University of Toronto Press Inc. (UTPress)
Title: Athol Fugard's Hello And Goodbye
Description:
IT IS 1963.
A table and four chairs stand in the kitchen of a small cottage in the Valley, Port Elizabeth, South Africa.
They are lit by a solitary electric light hanging above.
On the table is a bottle of squash, a jug of water and a glass.
This is the setting of Athol Fugard's second published play, Hello and Goodbye, and it is more comfortable than the primitive shack of the earlier Blood Knot.
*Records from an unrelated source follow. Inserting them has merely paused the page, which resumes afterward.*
// Ultralytics 🚀 AGPL-3.0 License - https://ultralytics.com/license

//! Disk-backed cache of subject-from-source calibration transforms.
//!
//! Some tracked subjects (cameras, drones) carry a fixed rigid transform
//! relating an attached image source to the subject's own frame. These are
//! calibrated offline and stored one file per subject; the cache loads them
//! lazily and keeps them for the process lifetime (append-only, so safe under
//! the crate's single-threaded frame loop).

use std::collections::HashMap;
use std::path::{Path, PathBuf};

use nalgebra::Matrix4;

use crate::error::{MocapError, Result};
use crate::warn;

/// Filename prefix for calibration files: `subject_from_source-<name>.txt`.
const CALIBRATION_FILE_PREFIX: &str = "subject_from_source-";

/// Load a 4x4 pose matrix from a text file (four rows of four values).
///
/// # Errors
///
/// Returns an error if the file cannot be read or does not contain exactly
/// sixteen numbers.
pub fn load_pose(path: impl AsRef<Path>) -> Result<Matrix4<f64>> {
    let path = path.as_ref();
    let text = std::fs::read_to_string(path)?;

    let values: Vec<f64> = text
        .split_whitespace()
        .map(|token| {
            token.parse::<f64>().map_err(|_| {
                MocapError::Parse(format!(
                    "invalid pose value {token:?} in {}",
                    path.display()
                ))
            })
        })
        .collect::<Result<_>>()?;

    if values.len() != 16 {
        return Err(MocapError::Parse(format!(
            "expected 16 pose values in {}, found {}",
            path.display(),
            values.len()
        )));
    }

    Ok(Matrix4::from_row_slice(&values))
}

/// Save a 4x4 pose matrix to a text file (four rows of four values).
///
/// # Errors
///
/// Returns an error if the file cannot be written.
pub fn save_pose(path: impl AsRef<Path>, pose: &Matrix4<f64>) -> Result<()> {
    let mut text = String::new();
    for row in 0..4 {
        for col in 0..4 {
            if col > 0 {
                text.push(' ');
            }
            text.push_str(&format!("{:?}", pose[(row, col)]));
        }
        text.push('\n');
    }
    std::fs::write(path, text)?;
    Ok(())
}

/// A lazy cache of the transforms from image sources to their mocap subjects.
pub struct SubjectFromSourceCache {
    directory: PathBuf,
    subjects_from_sources: HashMap<String, Matrix4<f64>>,
}

impl SubjectFromSourceCache {
    /// Construct a cache over the directory containing the calibration files.
    #[must_use]
    pub fn new(directory: impl Into<PathBuf>) -> Self {
        Self {
            directory: directory.into(),
            subjects_from_sources: HashMap::new(),
        }
    }

    /// Try to get the subject-from-source transform for a subject.
    ///
    /// Loads the subject's calibration file on first access and caches it. A
    /// missing file means "no calibration available" and yields `None`; a
    /// malformed file is logged and likewise yields `None`.
    pub fn get(&mut self, subject_name: &str) -> Option<Matrix4<f64>> {
        if let Some(subject_from_source) = self.subjects_from_sources.get(subject_name) {
            return Some(*subject_from_source);
        }

        let filename = self
            .directory
            .join(format!("{CALIBRATION_FILE_PREFIX}{subject_name}.txt"));
        if !filename.exists() {
            return None;
        }

        match load_pose(&filename) {
            Ok(subject_from_source) => {
                self.subjects_from_sources
                    .insert(subject_name.to_string(), subject_from_source);
                Some(subject_from_source)
            }
            Err(e) => {
                warn!("Ignoring unreadable calibration for {subject_name:?}: {e}");
                None
            }
        }
    }
}

#[cfg(test)]
mod tests {
    use super::*;
    use approx::assert_relative_eq;

    fn sample_pose() -> Matrix4<f64> {
        let mut pose = Matrix4::identity();
        pose[(0, 3)] = 0.25;
        pose[(1, 3)] = -1.5;
        pose[(2, 3)] = 3.0;
        pose
    }

    #[test]
    fn test_pose_round_trip() {
        let dir = tempfile::tempdir().unwrap();
        let path = dir.path().join("pose.txt");
        save_pose(&path, &sample_pose()).unwrap();
        let loaded = load_pose(&path).unwrap();
        assert_relative_eq!(loaded, sample_pose(), epsilon = 1e-12);
    }

    #[test]
    fn test_load_pose_rejects_wrong_count() {
        let dir = tempfile::tempdir().unwrap();
        let path = dir.path().join("pose.txt");
        std::fs::write(&path, "1 2 3\n").unwrap();
        assert!(matches!(load_pose(&path), Err(MocapError::Parse(_))));
    }

    #[test]
    fn test_cache_returns_freshly_loaded_transform() {
        let dir = tempfile::tempdir().unwrap();
        let path = dir
            .path()
            .join(format!("{CALIBRATION_FILE_PREFIX}Tello.txt"));
        save_pose(&path, &sample_pose()).unwrap();

        let mut cache = SubjectFromSourceCache::new(dir.path());
        // First access loads from disk; it must be returned, not just cached.
        let first = cache.get("Tello").unwrap();
        assert_relative_eq!(first, sample_pose(), epsilon = 1e-12);

        // Second access is served from memory even if the file disappears.
        std::fs::remove_file(&path).unwrap();
        assert!(cache.get("Tello").is_some());
    }

    #[test]
    fn test_missing_calibration_is_not_an_error() {
        let dir = tempfile::tempdir().unwrap();
        let mut cache = SubjectFromSourceCache::new(dir.path());
        assert!(cache.get("Nobody").is_none());
    }
}
// Ultralytics 🚀 AGPL-3.0 License - https://ultralytics.com/license

use clap::{Args, Parser, Subcommand};

/// CLI arguments parser.
#[derive(Parser, Debug)]
#[command(author, version, about, long_about = None)]
#[command(propagate_version = true)]
#[command(after_help = r#"Play Options:
    <FOLDER>                 Recording folder containing <frame>.txt files
    --keypoints-only         Skip pose/rotation reconstruction
    --no-hallucinate         Disable pelvis-marker hallucination
    --designations           Print subject designations per frame
    --calibration-dir <DIR>  Report subject-from-source calibration availability
    --resave <DIR>           Re-save each frame to DIR in the current layout
    --limit <N>              Stop after N frames
    --verbose                Show verbose output

Examples:
    mocap-skeletons play recordings/session-01
    mocap-skeletons play recordings/session-01 --designations
    mocap-skeletons play recordings/legacy --resave recordings/converted
    mocap-skeletons play recordings/session-01 --keypoints-only --limit 100"#)]
pub struct Cli {
    #[command(subcommand)]
    /// Subcommand to execute.
    pub command: Commands,
}

/// Commands for the CLI.
#[derive(Subcommand, Debug)]
pub enum Commands {
    /// Replay a recorded session and reconstruct skeletons frame by frame
    Play(PlayArgs),
}

/// Arguments for the play command.
#[derive(Args, Debug)]
pub struct PlayArgs {
    /// Recording folder containing <frame>.txt files
    pub folder: String,

    /// Skip pose/rotation reconstruction (keypoint-only mode)
    #[arg(long, default_value_t = false)]
    pub keypoints_only: bool,

    /// Disable pelvis-marker hallucination
    #[arg(long, default_value_t = false)]
    pub no_hallucinate: bool,

    /// Print subject designations per frame
    #[arg(long, default_value_t = false)]
    pub designations: bool,

    /// Directory of subject-from-source calibration files to report on
    #[arg(long)]
    pub calibration_dir: Option<String>,

    /// Re-save each frame to this folder in the current on-disk layout
    #[arg(long)]
    pub resave: Option<String>,

    /// Stop after this many frames
    #[arg(long)]
    pub limit: Option<usize>,

    /// Show verbose output
    #[arg(long, default_value_t = true, action = clap::ArgAction::Set)]
    pub verbose: bool,
}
Blood Knot, with its confrontation of a white man and his black brother, was a microcosm of South Africa's explosive racial situation, but the two characters of Hello and Goodbye are both white: Johnnie Smit, indeed, is such a respectable bourgeois that he receives circulars from the Providential Assurance Company.
Johnnie and his sister Hester are therefore relatively free of the economic and racial restraints that limited the possibilities open to Morris and his black brother, Zachariah: they are free to travel where they like and to live separately or together, as white brother and sister.
The Smits are certainly not rich but they are less shackled than the Pietersens; thus they can build their lives as they themselves choose, without being dictated to by society's laws and prejudices.
Hester and Johnnie are as unfettered as are, in one sense, Vladimir and Estragon of Waiting for Godot.